Раньше, до войны, я бы, наверно, разложила письма на кухонном столе, торопясь показать их Мартину. Тогда мы делились радостью легко, как и дыханием, и мне казалось, что так будет всегда. Но после войны все изменилось, и теперь, постоянно наталкиваясь на неуступчивую замкнутость мужа, я решила, что находку, пожалуй, лучше скрыть. Его угрюмое безразличие лишь омрачило бы мой маленький праздник. В присутствии Мартина меня как будто всасывала какая-то черная дыра, я почти физически ощущала ее притяжение.
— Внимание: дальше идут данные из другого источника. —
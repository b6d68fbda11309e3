//! Pure string transforms that collapse ecosystem-specific naming conventions.
//!
//! Every function here is total: input that does not follow the expected
//! convention is returned unchanged, so a malformed name can only cause a
//! non-match, never a panic.

use crate::core::types::{Side, TypeKind};

/// Target-side prefix on interface names (`IThing`)
pub const INTERFACE_MARKER: char = 'I';

/// Reference-side suffix on classes implementing an interface of the unsuffixed name
pub const IMPLEMENTATION_SUFFIX: &str = "Impl";

/// Target-side generic arity marker (``List`1``)
pub const GENERIC_ARITY_MARKER: char = '`';

/// Field prefix marking a static member
pub const STATIC_FIELD_PREFIX: &str = "s_";

/// Field prefix marking an instance member
pub const INSTANCE_FIELD_PREFIX: &str = "m_";

/// Drop the interface marker from `IThing`-style interface names.
///
/// Only applies to interfaces whose name is the marker followed by an
/// uppercase letter, so `Index` and `Iterator` are left alone.
#[must_use]
pub fn strip_interface_marker(name: &str, kind: TypeKind) -> &str {
    if kind != TypeKind::Interface {
        return name;
    }
    let mut chars = name.chars();
    match (chars.next(), chars.next()) {
        (Some(INTERFACE_MARKER), Some(next)) if next.is_uppercase() => {
            &name[INTERFACE_MARKER.len_utf8()..]
        }
        _ => name,
    }
}

/// Drop the implementation suffix from class names (`WidgetImpl` -> `Widget`)
#[must_use]
pub fn strip_implementation_suffix(name: &str, kind: TypeKind) -> &str {
    if kind != TypeKind::Class || name.len() <= IMPLEMENTATION_SUFFIX.len() {
        return name;
    }
    name.strip_suffix(IMPLEMENTATION_SUFFIX).unwrap_or(name)
}

/// Truncate at the generic arity marker (``List`1`` -> `List`)
#[must_use]
pub fn erase_generic_arity(name: &str) -> &str {
    name.find(GENERIC_ARITY_MARKER).map_or(name, |idx| &name[..idx])
}

/// Nesting path of a type relative to its package, in canonical form
#[derive(Debug, Clone, PartialEq, Eq)]
pub struct NameForms {
    segments: Vec<String>,
}

impl NameForms {
    /// Nesting levels joined with `.`, e.g. `Outer.Inner`
    #[must_use]
    pub fn dotted(&self) -> String {
        self.segments.join(".")
    }

    #[must_use]
    pub fn is_nested(&self) -> bool {
        self.segments.len() > 1
    }

    /// Innermost simple name
    #[must_use]
    pub fn innermost(&self) -> &str {
        self.segments.last().map_or("", String::as_str)
    }

    /// Single-name variants of a nested path: `Outer_Inner` and `Inner`.
    ///
    /// Empty for a type that is not nested.
    #[must_use]
    pub fn flattened(&self) -> Vec<String> {
        if !self.is_nested() {
            return Vec::new();
        }
        vec![self.segments.join("_"), self.innermost().to_string()]
    }

    /// Same path with the innermost name replaced
    #[must_use]
    pub fn with_innermost(&self, name: impl Into<String>) -> Self {
        let mut segments = self.segments.clone();
        if let Some(last) = segments.last_mut() {
            *last = name.into();
        }
        Self { segments }
    }
}

/// Canonicalize a package-relative nesting path.
///
/// The side's nesting separator becomes a level boundary and generic arity is
/// erased on every level. Both the dotted form and the flattened variants are
/// available from the result; matching tries both.
#[must_use]
pub fn flatten_nesting(path: &str, side: Side) -> NameForms {
    let segments: Vec<String> = path
        .split(side.nesting_separator())
        .map(erase_generic_arity)
        .filter(|segment| !segment.is_empty())
        .map(ToString::to_string)
        .collect();

    if segments.is_empty() {
        return NameForms {
            segments: vec![path.to_string()],
        };
    }
    NameForms { segments }
}

/// Default target namespace for a reference package: each segment capitalized.
///
/// `org.example.search` -> `Org.Example.Search`
#[must_use]
pub fn infer_target_namespace(package: &str) -> String {
    package
        .split('.')
        .map(capitalize)
        .collect::<Vec<_>>()
        .join(".")
}

fn capitalize(segment: &str) -> String {
    let mut chars = segment.chars();
    match chars.next() {
        Some(first) => first.to_uppercase().chain(chars).collect(),
        None => String::new(),
    }
}

/// Member name with field-naming affixes removed
#[derive(Debug, Clone, Copy, PartialEq, Eq)]
pub struct MemberName<'a> {
    pub canonical: &'a str,
    /// The name carried the static-field prefix
    pub static_affix: bool,
}

/// Strip `s_`, `m_`, or a leading `_` from a member name.
///
/// A name that would become empty is left as is.
#[must_use]
pub fn canonical_member_name(name: &str) -> MemberName<'_> {
    let stripped = |prefix: &str| name.strip_prefix(prefix).filter(|rest| !rest.is_empty());

    if let Some(rest) = stripped(STATIC_FIELD_PREFIX) {
        return MemberName {
            canonical: rest,
            static_affix: true,
        };
    }
    let canonical = stripped(INSTANCE_FIELD_PREFIX)
        .or_else(|| stripped("_"))
        .unwrap_or(name);
    MemberName {
        canonical,
        static_affix: false,
    }
}

/// Format a full name for display: nesting as `.`, arity as type parameters.
///
/// ``A.Cache`2+Entry`` -> `A.Cache<T1, T2>.Entry`
#[must_use]
pub fn display_name(full_name: &str, side: Side) -> String {
    full_name
        .split(side.nesting_separator())
        .map(display_segment)
        .collect::<Vec<_>>()
        .join(".")
}

fn display_segment(segment: &str) -> String {
    let Some(idx) = segment.find(GENERIC_ARITY_MARKER) else {
        return segment.to_string();
    };
    let Ok(arity) = segment[idx + 1..].parse::<usize>() else {
        return segment.to_string();
    };
    let parameters = match arity {
        0 => return segment[..idx].to_string(),
        1 => "T".to_string(),
        n => (1..=n).map(|i| format!("T{i}")).collect::<Vec<_>>().join(", "),
    };
    format!("{}<{parameters}>", &segment[..idx])
}

#[cfg(test)]
mod tests {
    use super::*;

    #[test]
    fn test_strip_interface_marker() {
        assert_eq!(strip_interface_marker("IThing", TypeKind::Interface), "Thing");
        assert_eq!(
            strip_interface_marker("ICharTermAttribute", TypeKind::Interface),
            "CharTermAttribute"
        );
        // Marker must be followed by an uppercase letter
        assert_eq!(strip_interface_marker("Index", TypeKind::Interface), "Index");
        assert_eq!(strip_interface_marker("I", TypeKind::Interface), "I");
        assert_eq!(strip_interface_marker("", TypeKind::Interface), "");
        // Only interfaces carry the marker
        assert_eq!(strip_interface_marker("IThing", TypeKind::Class), "IThing");
    }

    #[test]
    fn test_strip_implementation_suffix() {
        assert_eq!(
            strip_implementation_suffix("WidgetImpl", TypeKind::Class),
            "Widget"
        );
        assert_eq!(strip_implementation_suffix("Widget", TypeKind::Class), "Widget");
        assert_eq!(strip_implementation_suffix("Impl", TypeKind::Class), "Impl");
        assert_eq!(
            strip_implementation_suffix("WidgetImpl", TypeKind::Interface),
            "WidgetImpl"
        );
    }

    #[test]
    fn test_erase_generic_arity() {
        assert_eq!(erase_generic_arity("List`1"), "List");
        assert_eq!(erase_generic_arity("Dictionary`2"), "Dictionary");
        assert_eq!(erase_generic_arity("Widget"), "Widget");
        assert_eq!(erase_generic_arity("`1"), "");
    }

    #[test]
    fn test_flatten_nesting_reference() {
        let forms = flatten_nesting("Outer$Inner", Side::Reference);
        assert_eq!(forms.dotted(), "Outer.Inner");
        assert!(forms.is_nested());
        assert_eq!(forms.innermost(), "Inner");
        assert_eq!(forms.flattened(), vec!["Outer_Inner", "Inner"]);
    }

    #[test]
    fn test_flatten_nesting_target_erases_arity_per_level() {
        let forms = flatten_nesting("Cache`2+Entry", Side::Target);
        assert_eq!(forms.dotted(), "Cache.Entry");
    }

    #[test]
    fn test_flatten_nesting_top_level_has_no_variants() {
        let forms = flatten_nesting("Widget", Side::Target);
        assert_eq!(forms.dotted(), "Widget");
        assert!(!forms.is_nested());
        assert!(forms.flattened().is_empty());
    }

    #[test]
    fn test_flatten_nesting_malformed_passes_through() {
        assert_eq!(flatten_nesting("", Side::Reference).dotted(), "");
        assert_eq!(flatten_nesting("$", Side::Reference).dotted(), "$");
        // Separator of the other side is not interpreted
        assert_eq!(flatten_nesting("Outer+Inner", Side::Reference).dotted(), "Outer+Inner");
    }

    #[test]
    fn test_with_innermost() {
        let forms = flatten_nesting("Outer$Thing", Side::Reference).with_innermost("IThing");
        assert_eq!(forms.dotted(), "Outer.IThing");
    }

    #[test]
    fn test_infer_target_namespace() {
        assert_eq!(
            infer_target_namespace("org.example.search"),
            "Org.Example.Search"
        );
        assert_eq!(infer_target_namespace("a"), "A");
        assert_eq!(infer_target_namespace(""), "");
        assert_eq!(infer_target_namespace(".sub.pkg"), ".Sub.Pkg");
    }

    #[test]
    fn test_canonical_member_name() {
        assert_eq!(
            canonical_member_name("_count"),
            MemberName {
                canonical: "count",
                static_affix: false
            }
        );
        assert_eq!(canonical_member_name("m_foo").canonical, "foo");
        let name = canonical_member_name("s_foo");
        assert_eq!(name.canonical, "foo");
        assert!(name.static_affix);
        assert_eq!(canonical_member_name("foo").canonical, "foo");
        assert_eq!(canonical_member_name("_").canonical, "_");
        assert_eq!(canonical_member_name("s_").canonical, "s_");
    }

    #[test]
    fn test_display_name() {
        assert_eq!(display_name("A.B.Outer+Inner", Side::Target), "A.B.Outer.Inner");
        assert_eq!(display_name("a.b.Outer$Inner", Side::Reference), "a.b.Outer.Inner");
        assert_eq!(display_name("A.List`1", Side::Target), "A.List<T>");
        assert_eq!(
            display_name("A.Cache`2+Entry", Side::Target),
            "A.Cache<T1, T2>.Entry"
        );
        assert_eq!(display_name("A.Odd`x", Side::Target), "A.Odd`x");
    }
}
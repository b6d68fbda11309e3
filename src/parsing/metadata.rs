use std::path::Path;

use thiserror::Error;

use crate::core::descriptor::ApiMetadata;
use crate::core::types::Side;
use crate::utils::validation::{check_input_size, validate_metadata, ValidationError};

#[derive(Error, Debug)]
pub enum MetadataError {
    #[error("Failed to read metadata: {0}")]
    ReadError(#[from] std::io::Error),

    #[error("Failed to parse metadata: {0}")]
    ParseError(#[from] serde_json::Error),

    #[error("Invalid metadata: {0}")]
    InvalidMetadata(#[from] ValidationError),
}

/// Load and validate a metadata document from a JSON file
///
/// # Errors
///
/// Returns an error if the file cannot be read, is not valid JSON, or
/// contains inconsistent type descriptors.
pub fn load_metadata(path: &Path, side: Side) -> Result<ApiMetadata, MetadataError> {
    check_input_size(std::fs::metadata(path)?.len())?;
    let content = std::fs::read_to_string(path)?;
    let metadata = parse_metadata(&content, side)?;
    tracing::debug!(
        path = %path.display(),
        %side,
        library = %metadata.library,
        types = metadata.types.len(),
        "loaded metadata"
    );
    Ok(metadata)
}

/// Parse and validate a metadata document
///
/// # Errors
///
/// Returns an error if the JSON is malformed or a type descriptor is
/// inconsistent with its full name.
pub fn parse_metadata(json: &str, side: Side) -> Result<ApiMetadata, MetadataError> {
    let metadata: ApiMetadata = serde_json::from_str(json)?;
    validate_metadata(&metadata, side)?;
    Ok(metadata)
}

#[cfg(test)]
mod tests {
    use super::*;
    use crate::core::types::TypeKind;
    use std::io::Write;
    use tempfile::NamedTempFile;

    const REFERENCE_JSON: &str = r#"{
        "library": "widgets",
        "version": "4.8.1",
        "types": [
            {
                "kind": "class",
                "package": "a.b",
                "simple_name": "WidgetImpl",
                "full_name": "a.b.WidgetImpl",
                "modifiers": ["public"],
                "base_type": "java.lang.Object",
                "fields": [
                    {"name": "_count", "member_kind": "field", "declared_type": "int", "modifiers": ["protected"]}
                ]
            }
        ]
    }"#;

    #[test]
    fn test_parse_metadata() {
        let metadata = parse_metadata(REFERENCE_JSON, Side::Reference).unwrap();
        assert_eq!(metadata.library, "widgets");
        assert_eq!(metadata.version.as_deref(), Some("4.8.1"));
        assert_eq!(metadata.types[0].kind, TypeKind::Class);
        assert_eq!(metadata.types[0].fields[0].name, "_count");
    }

    #[test]
    fn test_parse_metadata_rejects_inconsistent_package() {
        let json = r#"{
            "library": "widgets",
            "types": [
                {"kind": "class", "package": "a", "simple_name": "Widget", "full_name": "a.b.Widget"}
            ]
        }"#;
        let err = parse_metadata(json, Side::Reference).unwrap_err();
        assert!(matches!(err, MetadataError::InvalidMetadata(_)));
    }

    #[test]
    fn test_parse_metadata_rejects_malformed_json() {
        let err = parse_metadata("{\"library\": ", Side::Target).unwrap_err();
        assert!(matches!(err, MetadataError::ParseError(_)));
    }

    #[test]
    fn test_load_metadata_from_file() {
        let mut file = NamedTempFile::new().unwrap();
        file.write_all(REFERENCE_JSON.as_bytes()).unwrap();

        let metadata = load_metadata(file.path(), Side::Reference).unwrap();
        assert_eq!(metadata.types.len(), 1);
    }

    #[test]
    fn test_load_metadata_missing_file() {
        let err = load_metadata(Path::new("/nonexistent/metadata.json"), Side::Reference).unwrap_err();
        assert!(matches!(err, MetadataError::ReadError(_)));
    }
}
Я устала от безразличия, которым он, как холодным душем, гасил мой энтузиазм, устала разгонять его депрессию притворным весельем. На такую почву хорошо ложатся семена горечи и отчужденности, и как ни старалась я не дать им ходу, они пустили ростки, поднялись и расцвели. Моя скрытность стала ответом на его замкнутость; уравновешивая его отстраненность, я впала в безрассудную привычку не распространяться, не делиться, держать все при себе.

В конце концов я положила письма в ящик с бельем, между шелковыми трусиками и атласным бюстгальтером. Там было их место. Они стали моим интимным достоянием. Я еще не знала, кто такие Фелисити и Адела, но уже хотела держать их при себе, охранять и защищать. Пусть Мартин хоть головой о стенку бьется – они теперь мои. Я погладила свое сокровище и задвинула ящик.